** Opening GIVEN DATA block **

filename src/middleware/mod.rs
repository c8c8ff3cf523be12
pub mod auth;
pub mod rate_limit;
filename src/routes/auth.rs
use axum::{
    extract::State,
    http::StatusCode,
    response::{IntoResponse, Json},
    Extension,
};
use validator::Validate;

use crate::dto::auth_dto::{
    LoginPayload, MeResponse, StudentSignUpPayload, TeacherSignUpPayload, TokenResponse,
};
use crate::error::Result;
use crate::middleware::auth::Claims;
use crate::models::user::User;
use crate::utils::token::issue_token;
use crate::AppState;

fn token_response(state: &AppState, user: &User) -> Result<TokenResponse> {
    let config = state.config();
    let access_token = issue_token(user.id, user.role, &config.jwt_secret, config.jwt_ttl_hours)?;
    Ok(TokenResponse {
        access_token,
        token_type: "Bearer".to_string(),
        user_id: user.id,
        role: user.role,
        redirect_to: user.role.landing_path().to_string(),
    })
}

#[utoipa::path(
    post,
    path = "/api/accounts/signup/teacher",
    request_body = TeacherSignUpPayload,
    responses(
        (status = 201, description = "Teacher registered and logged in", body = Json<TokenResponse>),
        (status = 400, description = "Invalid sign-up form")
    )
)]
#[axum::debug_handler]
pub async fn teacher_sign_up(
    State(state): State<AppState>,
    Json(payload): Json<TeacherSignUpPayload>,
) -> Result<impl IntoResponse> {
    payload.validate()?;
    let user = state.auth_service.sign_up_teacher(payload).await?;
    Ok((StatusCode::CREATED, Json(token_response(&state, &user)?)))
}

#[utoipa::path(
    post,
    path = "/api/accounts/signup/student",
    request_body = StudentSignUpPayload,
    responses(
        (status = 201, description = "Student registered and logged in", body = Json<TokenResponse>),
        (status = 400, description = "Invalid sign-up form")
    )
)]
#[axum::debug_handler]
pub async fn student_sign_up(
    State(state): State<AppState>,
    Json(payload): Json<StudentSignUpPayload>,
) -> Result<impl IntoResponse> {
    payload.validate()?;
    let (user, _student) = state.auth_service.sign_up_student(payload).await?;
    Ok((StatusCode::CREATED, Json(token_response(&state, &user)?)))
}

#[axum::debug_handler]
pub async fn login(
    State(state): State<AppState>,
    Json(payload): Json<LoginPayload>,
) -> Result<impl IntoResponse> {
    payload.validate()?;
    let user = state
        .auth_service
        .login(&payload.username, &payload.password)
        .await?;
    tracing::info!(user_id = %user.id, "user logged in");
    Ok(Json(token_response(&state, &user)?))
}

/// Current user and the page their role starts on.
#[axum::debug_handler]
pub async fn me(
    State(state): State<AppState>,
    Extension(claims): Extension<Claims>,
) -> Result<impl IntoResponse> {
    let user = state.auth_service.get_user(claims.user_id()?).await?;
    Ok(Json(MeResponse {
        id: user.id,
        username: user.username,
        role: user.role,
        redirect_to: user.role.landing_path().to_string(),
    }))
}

** Closing GIVEN DATA block **
** Opening GIVEN DATA block **

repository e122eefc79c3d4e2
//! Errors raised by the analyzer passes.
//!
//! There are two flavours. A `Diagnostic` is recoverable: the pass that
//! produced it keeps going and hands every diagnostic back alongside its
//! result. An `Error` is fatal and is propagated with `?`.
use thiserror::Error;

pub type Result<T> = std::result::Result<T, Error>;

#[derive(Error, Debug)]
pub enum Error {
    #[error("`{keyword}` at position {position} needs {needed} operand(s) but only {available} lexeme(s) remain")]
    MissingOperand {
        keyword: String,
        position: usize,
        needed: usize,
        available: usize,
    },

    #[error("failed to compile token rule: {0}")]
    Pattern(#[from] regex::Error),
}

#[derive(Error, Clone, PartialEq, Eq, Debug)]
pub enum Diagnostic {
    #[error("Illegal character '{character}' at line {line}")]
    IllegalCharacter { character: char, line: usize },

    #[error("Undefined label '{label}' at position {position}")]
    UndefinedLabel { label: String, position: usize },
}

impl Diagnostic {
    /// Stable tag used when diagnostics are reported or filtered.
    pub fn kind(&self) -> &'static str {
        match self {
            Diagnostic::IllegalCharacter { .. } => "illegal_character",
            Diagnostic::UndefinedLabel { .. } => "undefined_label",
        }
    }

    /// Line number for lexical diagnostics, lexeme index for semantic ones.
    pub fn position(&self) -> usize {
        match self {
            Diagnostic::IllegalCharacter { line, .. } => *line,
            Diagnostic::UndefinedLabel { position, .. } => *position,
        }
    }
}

** Closing GIVEN DATA block **
** Opening GIVEN DATA block **

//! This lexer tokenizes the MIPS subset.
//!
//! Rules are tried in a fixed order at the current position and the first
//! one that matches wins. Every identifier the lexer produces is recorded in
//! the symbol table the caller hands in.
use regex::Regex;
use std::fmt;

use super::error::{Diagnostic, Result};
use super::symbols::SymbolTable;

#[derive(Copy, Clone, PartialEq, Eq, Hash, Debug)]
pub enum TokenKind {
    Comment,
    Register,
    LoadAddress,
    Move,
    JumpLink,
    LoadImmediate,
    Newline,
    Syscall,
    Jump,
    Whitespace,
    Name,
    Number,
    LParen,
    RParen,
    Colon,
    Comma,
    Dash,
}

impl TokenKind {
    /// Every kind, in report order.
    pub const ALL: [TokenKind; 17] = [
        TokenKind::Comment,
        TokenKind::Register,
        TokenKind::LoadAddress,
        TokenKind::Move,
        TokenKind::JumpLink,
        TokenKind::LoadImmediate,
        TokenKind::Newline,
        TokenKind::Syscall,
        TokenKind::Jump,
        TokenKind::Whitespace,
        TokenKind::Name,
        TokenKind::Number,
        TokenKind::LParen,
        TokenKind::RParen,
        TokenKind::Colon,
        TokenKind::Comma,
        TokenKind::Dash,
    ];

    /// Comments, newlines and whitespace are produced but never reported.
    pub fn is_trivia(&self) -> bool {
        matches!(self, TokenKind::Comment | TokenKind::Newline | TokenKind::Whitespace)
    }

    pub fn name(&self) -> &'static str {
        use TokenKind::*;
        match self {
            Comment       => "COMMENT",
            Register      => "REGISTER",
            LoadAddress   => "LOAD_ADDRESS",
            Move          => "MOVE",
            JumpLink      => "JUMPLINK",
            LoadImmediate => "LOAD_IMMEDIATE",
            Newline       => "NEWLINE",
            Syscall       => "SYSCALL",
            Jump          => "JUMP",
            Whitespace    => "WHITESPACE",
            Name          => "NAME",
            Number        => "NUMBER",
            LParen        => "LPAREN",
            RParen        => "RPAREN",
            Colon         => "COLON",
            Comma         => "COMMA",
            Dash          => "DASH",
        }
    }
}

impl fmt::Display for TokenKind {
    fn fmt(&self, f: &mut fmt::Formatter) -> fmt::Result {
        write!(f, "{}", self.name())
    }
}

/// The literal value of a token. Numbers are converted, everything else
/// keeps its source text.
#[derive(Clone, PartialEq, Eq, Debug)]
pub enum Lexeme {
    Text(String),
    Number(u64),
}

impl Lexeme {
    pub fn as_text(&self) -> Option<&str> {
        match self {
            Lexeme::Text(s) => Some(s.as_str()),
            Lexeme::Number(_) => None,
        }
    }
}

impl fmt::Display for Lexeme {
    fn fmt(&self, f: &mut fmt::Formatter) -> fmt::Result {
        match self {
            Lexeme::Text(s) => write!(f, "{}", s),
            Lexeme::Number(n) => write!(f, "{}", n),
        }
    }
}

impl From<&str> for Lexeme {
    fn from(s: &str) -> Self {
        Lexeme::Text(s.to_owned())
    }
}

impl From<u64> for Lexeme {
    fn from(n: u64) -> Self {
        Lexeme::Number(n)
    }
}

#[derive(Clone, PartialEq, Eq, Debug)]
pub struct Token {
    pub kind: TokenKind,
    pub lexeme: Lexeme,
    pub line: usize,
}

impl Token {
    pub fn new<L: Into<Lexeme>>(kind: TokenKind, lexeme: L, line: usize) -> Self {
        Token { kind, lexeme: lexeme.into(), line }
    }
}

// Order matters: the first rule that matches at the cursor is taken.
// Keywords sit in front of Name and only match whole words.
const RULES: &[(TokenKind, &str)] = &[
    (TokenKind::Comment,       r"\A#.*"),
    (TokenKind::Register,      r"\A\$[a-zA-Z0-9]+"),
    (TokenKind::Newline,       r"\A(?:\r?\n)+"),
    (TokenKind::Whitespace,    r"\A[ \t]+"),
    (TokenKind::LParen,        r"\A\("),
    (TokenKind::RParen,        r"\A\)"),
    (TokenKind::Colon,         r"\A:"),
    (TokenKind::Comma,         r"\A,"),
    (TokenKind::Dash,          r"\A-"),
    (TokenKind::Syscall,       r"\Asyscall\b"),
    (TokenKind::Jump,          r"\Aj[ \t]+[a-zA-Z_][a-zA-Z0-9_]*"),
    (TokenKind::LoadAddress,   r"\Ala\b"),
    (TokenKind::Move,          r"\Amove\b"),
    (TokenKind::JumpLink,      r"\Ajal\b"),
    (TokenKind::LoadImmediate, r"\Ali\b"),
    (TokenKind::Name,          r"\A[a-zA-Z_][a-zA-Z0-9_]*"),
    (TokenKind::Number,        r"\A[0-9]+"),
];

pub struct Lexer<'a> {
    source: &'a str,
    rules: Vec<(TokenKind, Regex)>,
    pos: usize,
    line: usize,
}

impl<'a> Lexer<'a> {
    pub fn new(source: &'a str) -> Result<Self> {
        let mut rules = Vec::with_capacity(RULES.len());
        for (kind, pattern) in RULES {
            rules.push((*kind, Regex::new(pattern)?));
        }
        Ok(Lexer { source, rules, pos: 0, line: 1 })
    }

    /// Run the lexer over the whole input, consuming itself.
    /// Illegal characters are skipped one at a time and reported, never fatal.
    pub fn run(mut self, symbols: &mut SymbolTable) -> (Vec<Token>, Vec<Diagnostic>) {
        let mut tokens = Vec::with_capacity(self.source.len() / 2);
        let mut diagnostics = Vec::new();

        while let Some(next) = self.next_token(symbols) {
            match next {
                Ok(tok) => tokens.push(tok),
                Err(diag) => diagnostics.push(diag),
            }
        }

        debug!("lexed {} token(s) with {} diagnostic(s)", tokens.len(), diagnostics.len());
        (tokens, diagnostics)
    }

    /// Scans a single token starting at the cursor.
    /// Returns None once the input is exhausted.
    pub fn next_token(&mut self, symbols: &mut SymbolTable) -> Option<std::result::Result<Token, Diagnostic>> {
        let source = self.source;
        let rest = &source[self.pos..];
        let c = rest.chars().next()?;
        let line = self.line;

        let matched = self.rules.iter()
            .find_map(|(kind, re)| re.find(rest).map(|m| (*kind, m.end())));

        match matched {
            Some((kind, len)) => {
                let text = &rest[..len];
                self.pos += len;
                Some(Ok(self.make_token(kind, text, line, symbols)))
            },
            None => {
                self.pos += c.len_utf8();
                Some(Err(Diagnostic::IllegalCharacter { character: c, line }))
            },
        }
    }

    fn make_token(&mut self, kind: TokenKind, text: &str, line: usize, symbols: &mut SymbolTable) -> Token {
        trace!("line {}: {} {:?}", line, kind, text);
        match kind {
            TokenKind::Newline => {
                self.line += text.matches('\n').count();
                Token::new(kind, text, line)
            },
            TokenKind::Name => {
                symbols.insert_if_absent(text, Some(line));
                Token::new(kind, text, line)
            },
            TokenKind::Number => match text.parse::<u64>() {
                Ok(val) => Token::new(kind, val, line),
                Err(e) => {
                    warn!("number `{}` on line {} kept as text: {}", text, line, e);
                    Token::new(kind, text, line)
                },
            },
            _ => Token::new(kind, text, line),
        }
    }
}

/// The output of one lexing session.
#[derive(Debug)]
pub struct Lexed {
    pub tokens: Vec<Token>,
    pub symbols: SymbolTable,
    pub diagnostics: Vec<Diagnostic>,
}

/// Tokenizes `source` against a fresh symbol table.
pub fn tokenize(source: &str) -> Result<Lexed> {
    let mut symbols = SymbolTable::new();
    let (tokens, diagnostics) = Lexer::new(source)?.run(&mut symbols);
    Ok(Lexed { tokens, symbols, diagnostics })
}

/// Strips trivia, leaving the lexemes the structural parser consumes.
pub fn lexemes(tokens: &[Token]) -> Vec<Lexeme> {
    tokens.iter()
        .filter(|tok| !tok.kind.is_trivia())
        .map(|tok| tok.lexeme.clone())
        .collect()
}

** Closing GIVEN DATA block **

#### [WHAT IS BEING ASKED]
In the data above, each line holding "UndefinedLabel" is to be found and copied.

#### [TASK SOLUTION]
    UndefinedLabel { label: String, position: usize },
            Diagnostic::UndefinedLabel { .. } => "undefined_label",
            Diagnostic::UndefinedLabel { position, .. } => *position,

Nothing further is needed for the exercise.